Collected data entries
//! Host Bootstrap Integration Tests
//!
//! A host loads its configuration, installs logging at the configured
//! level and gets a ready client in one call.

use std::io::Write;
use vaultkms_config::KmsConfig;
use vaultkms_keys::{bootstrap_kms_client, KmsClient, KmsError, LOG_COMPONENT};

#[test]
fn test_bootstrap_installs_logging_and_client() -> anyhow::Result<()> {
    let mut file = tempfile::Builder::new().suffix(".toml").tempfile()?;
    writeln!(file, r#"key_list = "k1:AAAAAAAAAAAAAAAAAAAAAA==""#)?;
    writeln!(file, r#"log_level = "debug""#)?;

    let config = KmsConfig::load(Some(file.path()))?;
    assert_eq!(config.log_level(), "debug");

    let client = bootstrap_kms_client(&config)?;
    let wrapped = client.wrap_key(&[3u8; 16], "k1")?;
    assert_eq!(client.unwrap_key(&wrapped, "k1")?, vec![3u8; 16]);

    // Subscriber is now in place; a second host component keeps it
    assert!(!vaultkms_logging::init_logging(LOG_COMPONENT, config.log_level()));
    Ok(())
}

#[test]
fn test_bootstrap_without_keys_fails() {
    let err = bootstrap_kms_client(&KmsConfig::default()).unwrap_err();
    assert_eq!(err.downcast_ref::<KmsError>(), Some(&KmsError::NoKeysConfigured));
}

--

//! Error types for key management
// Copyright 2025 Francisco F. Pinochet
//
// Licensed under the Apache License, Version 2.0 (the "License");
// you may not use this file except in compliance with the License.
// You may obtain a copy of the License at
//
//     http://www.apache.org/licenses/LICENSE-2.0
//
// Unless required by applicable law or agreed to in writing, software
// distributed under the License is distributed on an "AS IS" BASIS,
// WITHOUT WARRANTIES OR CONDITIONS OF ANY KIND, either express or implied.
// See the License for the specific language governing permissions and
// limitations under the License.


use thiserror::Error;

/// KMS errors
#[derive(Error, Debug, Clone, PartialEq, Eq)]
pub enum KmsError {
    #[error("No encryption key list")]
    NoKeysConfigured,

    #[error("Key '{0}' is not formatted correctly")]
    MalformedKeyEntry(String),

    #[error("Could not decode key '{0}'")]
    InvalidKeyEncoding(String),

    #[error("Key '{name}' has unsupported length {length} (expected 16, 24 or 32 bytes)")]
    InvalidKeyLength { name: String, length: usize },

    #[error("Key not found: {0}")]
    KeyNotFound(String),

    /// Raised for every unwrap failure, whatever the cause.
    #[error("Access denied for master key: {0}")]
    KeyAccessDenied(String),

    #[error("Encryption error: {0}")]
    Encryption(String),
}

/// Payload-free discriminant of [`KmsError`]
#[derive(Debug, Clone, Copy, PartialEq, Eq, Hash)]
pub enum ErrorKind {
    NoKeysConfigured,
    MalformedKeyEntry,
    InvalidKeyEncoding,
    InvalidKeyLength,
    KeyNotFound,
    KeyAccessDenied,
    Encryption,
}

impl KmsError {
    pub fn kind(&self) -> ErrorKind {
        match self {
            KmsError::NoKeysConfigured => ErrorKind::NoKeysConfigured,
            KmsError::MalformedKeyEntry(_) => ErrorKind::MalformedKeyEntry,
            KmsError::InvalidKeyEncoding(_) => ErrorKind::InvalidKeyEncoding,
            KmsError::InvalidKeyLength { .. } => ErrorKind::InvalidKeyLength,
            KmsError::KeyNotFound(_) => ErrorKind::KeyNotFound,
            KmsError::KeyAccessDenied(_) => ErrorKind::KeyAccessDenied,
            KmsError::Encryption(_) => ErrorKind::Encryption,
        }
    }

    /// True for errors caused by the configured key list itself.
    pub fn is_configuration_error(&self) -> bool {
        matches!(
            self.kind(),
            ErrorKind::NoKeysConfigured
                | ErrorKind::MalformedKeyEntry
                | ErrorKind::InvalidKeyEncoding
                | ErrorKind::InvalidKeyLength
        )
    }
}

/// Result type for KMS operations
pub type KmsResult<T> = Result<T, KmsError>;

--

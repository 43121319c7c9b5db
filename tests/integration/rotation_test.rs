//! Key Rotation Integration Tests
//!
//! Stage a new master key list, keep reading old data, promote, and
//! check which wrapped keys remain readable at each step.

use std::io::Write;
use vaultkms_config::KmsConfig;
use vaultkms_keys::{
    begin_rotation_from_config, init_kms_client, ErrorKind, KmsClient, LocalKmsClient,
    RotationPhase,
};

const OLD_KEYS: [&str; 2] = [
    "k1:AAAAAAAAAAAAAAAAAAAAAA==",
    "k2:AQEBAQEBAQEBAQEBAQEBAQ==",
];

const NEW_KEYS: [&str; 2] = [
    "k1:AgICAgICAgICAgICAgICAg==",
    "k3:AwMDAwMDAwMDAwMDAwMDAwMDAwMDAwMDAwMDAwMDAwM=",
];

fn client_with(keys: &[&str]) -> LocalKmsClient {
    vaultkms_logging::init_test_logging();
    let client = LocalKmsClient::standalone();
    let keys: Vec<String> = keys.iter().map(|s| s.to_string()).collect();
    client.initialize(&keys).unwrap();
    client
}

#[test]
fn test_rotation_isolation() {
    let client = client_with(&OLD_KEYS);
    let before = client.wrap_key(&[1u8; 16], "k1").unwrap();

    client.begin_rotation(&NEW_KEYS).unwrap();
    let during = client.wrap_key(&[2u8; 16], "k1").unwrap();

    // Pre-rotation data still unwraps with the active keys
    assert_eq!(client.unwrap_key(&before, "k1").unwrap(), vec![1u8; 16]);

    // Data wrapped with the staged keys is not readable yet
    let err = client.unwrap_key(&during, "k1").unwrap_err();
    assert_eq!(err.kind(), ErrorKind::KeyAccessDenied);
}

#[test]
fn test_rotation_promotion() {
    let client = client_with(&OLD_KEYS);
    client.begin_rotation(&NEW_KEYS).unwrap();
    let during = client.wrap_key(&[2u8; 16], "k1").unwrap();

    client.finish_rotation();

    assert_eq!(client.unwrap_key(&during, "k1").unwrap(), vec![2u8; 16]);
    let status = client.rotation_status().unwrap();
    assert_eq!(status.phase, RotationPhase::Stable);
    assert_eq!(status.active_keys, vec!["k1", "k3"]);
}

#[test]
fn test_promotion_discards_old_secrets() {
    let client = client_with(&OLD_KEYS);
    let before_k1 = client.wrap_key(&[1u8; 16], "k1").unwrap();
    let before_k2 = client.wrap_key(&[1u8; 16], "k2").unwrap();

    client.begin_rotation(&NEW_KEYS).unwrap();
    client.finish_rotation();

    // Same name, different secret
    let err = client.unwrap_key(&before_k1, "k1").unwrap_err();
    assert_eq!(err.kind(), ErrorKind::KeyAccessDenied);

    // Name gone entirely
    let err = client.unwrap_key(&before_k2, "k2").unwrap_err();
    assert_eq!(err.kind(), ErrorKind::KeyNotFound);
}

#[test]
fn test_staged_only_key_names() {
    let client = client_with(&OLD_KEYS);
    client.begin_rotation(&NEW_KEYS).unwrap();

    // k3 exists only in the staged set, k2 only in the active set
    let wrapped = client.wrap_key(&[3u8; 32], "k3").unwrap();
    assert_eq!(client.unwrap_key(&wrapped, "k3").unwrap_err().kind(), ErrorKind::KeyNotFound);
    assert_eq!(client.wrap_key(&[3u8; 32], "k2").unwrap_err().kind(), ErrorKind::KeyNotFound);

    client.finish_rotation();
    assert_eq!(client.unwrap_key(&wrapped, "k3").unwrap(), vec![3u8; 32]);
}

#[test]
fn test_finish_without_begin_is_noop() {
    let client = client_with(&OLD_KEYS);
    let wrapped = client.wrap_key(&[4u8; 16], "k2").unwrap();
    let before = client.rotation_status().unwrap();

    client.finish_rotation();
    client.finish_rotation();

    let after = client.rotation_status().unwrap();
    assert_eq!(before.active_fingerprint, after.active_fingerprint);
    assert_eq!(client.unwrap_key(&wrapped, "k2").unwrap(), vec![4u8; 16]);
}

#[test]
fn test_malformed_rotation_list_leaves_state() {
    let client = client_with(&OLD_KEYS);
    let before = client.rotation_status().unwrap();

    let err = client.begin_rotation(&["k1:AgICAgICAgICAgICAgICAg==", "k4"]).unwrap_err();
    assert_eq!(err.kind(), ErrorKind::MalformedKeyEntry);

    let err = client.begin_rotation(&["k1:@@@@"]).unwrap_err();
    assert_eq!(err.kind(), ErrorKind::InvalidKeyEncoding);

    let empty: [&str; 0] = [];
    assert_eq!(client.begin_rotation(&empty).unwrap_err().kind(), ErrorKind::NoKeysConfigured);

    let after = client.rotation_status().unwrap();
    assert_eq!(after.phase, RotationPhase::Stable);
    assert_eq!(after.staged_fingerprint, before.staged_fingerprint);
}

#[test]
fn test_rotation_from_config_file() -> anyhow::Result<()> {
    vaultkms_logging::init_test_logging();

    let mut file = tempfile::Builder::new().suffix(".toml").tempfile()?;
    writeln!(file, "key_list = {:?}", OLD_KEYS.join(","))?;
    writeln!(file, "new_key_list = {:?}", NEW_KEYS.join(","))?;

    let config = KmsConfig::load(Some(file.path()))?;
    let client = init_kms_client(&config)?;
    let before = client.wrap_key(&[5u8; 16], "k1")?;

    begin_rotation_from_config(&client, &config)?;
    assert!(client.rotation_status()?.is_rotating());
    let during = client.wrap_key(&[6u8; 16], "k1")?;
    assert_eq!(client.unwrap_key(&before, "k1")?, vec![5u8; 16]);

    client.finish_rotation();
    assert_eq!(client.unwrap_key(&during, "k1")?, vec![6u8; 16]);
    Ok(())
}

[What you need to do]: Of all the entries above, output exactly the lines between the one holding "repository 43121319c7c9b5db" and the one holding "at each step.", inclusive.

[Response box]:
repository 43121319c7c9b5db
filename tests/integration/rotation_test.rs
//! Key Rotation Integration Tests
//!
//! Stage a new master key list, keep reading old data, promote, and
//! check which wrapped keys remain readable at each step.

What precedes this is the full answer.